9.
Plusieurs boîtes s’entassaient côte à côte.
Elles avaient été vidées précipitamment.
Il restait même quelques balles parmi les vêtements.
Lamar ramassa une cartouche. Du 9 mm.
Christ DeRoy avait pris de quoi tirer sur la moitié de tout Harlem. Comment s’était-il procuré autant de munitions ?
— Madame DeRoy ! appela l’inspecteur.
Elle arriva en traînant les pieds.
— Quoi ?
— Vous saviez que votre fils dispose de boîtes de balles dans sa chambre ?
Elle l’observa comme si elle cherchait ce qu’elle devait répondre.
— Bah… ça m’étonne pas, finit-elle par admettre. Il adore les armes. Il lit des tas de bouquins là-dessus.
Lamar regarda autour de lui, il fouilla du bout du pied parmi les magazines jonchant le sol.

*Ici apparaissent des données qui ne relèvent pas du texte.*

// ABOUTME: kubectl-backed implementation of the cluster capability traits.
// ABOUTME: Every call is a bounded child process; failures are classified from stderr.

use std::collections::BTreeSet;
use std::path::Path;
use std::time::Duration;

use async_trait::async_trait;

use super::error::ClusterError;
use super::parse;
use super::traits::{NamespaceOps, NodeOps, ObjectOps, ServiceOps, ServicePorts};
use crate::config::ToolCommand;
use crate::process::{self, CommandOutput, CommandSpec};
use crate::types::NamespaceName;

/// Talks to the cluster through the kubectl CLI.
#[derive(Debug, Clone)]
pub struct Kubectl {
    tool: ToolCommand,
    timeout: Duration,
}

impl Kubectl {
    pub fn new(tool: ToolCommand, timeout: Duration) -> Self {
        Self { tool, timeout }
    }

    pub fn tool(&self) -> &ToolCommand {
        &self.tool
    }

    fn command(&self) -> CommandSpec {
        CommandSpec::tool(&self.tool)
    }

    async fn run(&self, spec: CommandSpec) -> Result<CommandOutput, ClusterError> {
        self.run_bounded(spec, self.timeout).await
    }

    async fn run_bounded(
        &self,
        spec: CommandSpec,
        timeout: Duration,
    ) -> Result<CommandOutput, ClusterError> {
        let output = process::run(&spec, timeout).await?;
        if output.success() {
            Ok(output)
        } else {
            Err(parse::classify_failure(output.diagnostic()))
        }
    }
}

#[async_trait]
impl NamespaceOps for Kubectl {
    async fn create_namespace(&self, name: &NamespaceName) -> Result<(), ClusterError> {
        self.run(self.command().args(["create", "namespace", name.as_str()]))
            .await?;
        tracing::info!(namespace = %name, "namespace created");
        Ok(())
    }

    async fn list_namespaces(&self) -> Result<Vec<String>, ClusterError> {
        let output = self
            .run(self.command().args(["get", "namespaces", "-o", "json"]))
            .await?;
        parse::namespace_names(&output.stdout)
    }

    async fn delete_namespace(&self, name: &str) -> Result<(), ClusterError> {
        self.run(self.command().args(["delete", "namespace", name, "--wait=false"]))
            .await?;
        tracing::info!(namespace = name, "namespace deleted");
        Ok(())
    }
}

#[async_trait]
impl ObjectOps for Kubectl {
    async fn apply_manifest(&self, path: &Path) -> Result<(), ClusterError> {
        let spec = self
            .command()
            .args(["apply", "-f"])
            .arg(path.to_string_lossy());
        self.run(spec).await?;
        tracing::debug!(manifest = %path.display(), "manifest applied");
        Ok(())
    }

    async fn wait_for_rollout(
        &self,
        namespace: &NamespaceName,
        deployment: &str,
        timeout: Duration,
    ) -> Result<(), ClusterError> {
        let spec = self
            .command()
            .args(["rollout", "status"])
            .arg(format!("deployment/{deployment}"))
            .args(["-n", namespace.as_str()])
            .arg(format!("--timeout={}s", timeout.as_secs().max(1)));

        // kubectl enforces its own timeout; leave it room to report before we kill it.
        match self
            .run_bounded(spec, timeout + Duration::from_secs(5))
            .await
        {
            Err(ClusterError::Process(process::ProcessRunError::Timeout { command, .. })) => {
                Err(ClusterError::Timeout {
                    timeout,
                    message: command,
                })
            }
            Err(ClusterError::Command(message)) if message.contains("timed out") => {
                Err(ClusterError::Timeout { timeout, message })
            }
            other => other.map(|_| ()),
        }
    }
}

#[async_trait]
impl ServiceOps for Kubectl {
    async fn allocated_node_ports(&self) -> Result<BTreeSet<u16>, ClusterError> {
        let output = self
            .run(
                self.command()
                    .args(["get", "services", "--all-namespaces", "-o", "json"]),
            )
            .await?;
        parse::node_ports(&output.stdout)
    }

    async fn service_ports(
        &self,
        namespace: &NamespaceName,
        service: &str,
    ) -> Result<ServicePorts, ClusterError> {
        let output = self
            .run(self.command().args([
                "get",
                "service",
                service,
                "-n",
                namespace.as_str(),
                "-o",
                "json",
            ]))
            .await?;
        parse::service_ports(&output.stdout)
    }
}

#[async_trait]
impl NodeOps for Kubectl {
    async fn node_address(&self) -> Result<String, ClusterError> {
        let output = self
            .run(self.command().args(["get", "nodes", "-o", "json"]))
            .await?;
        parse::node_address(&output.stdout)
    }
}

— Je n’en vois aucun ici. Il les empruntait à la bibliothèque ?
— Ça, je sais pas. Faudra lui demander. Pourquoi ? Il a fait quoi encore ? Vous allez me dire…
— Votre fils dispose-t-il d’armes à feu ?
— J’en sais rien.
— Vous ne savez pas si Christian a des armes ?
Elle sembla désemparée.
— Non… Je sais qu’il aime bien ça. C’est tout. Je crois pas qu’il en ait, mais je pourrais pas jurer. Avec les fréquentations qu’il a.
— Qui voit-il ?
Elle tapa dans ses mains.
— Je connais pas leur nom, ça non, je pourrais juste vous dire que c’est pas des bons garçons avec les têtes qu’ils ont.
Lamar hésita.
— Vous voulez dire… commença-t-il, qu’ils sont… noirs ? C’est ça ?
— Ah non ! C’est pas du tout ça ! Au contraire, même. Ils sont plutôt du genre blanc et fiers de l’être. Limite militaires. Ils montent pas jusqu’ici mais ils se voient de temps en temps en bas, dans la cave.
— Vous avez une cave ?
— Oh, un petit bout. Chris aime bien s’y installer le soir quand il voit ses copains.
— Vous auriez la clé ?
Elle se renfrogna avant de hocher la tête.
— Venez.
Elle lui confia deux clés marron en lui indiquant comment descendre. Lamar sortit et trouva dehors, sous l’escalier du perron, une porte qu’il ouvrit avec la première clé.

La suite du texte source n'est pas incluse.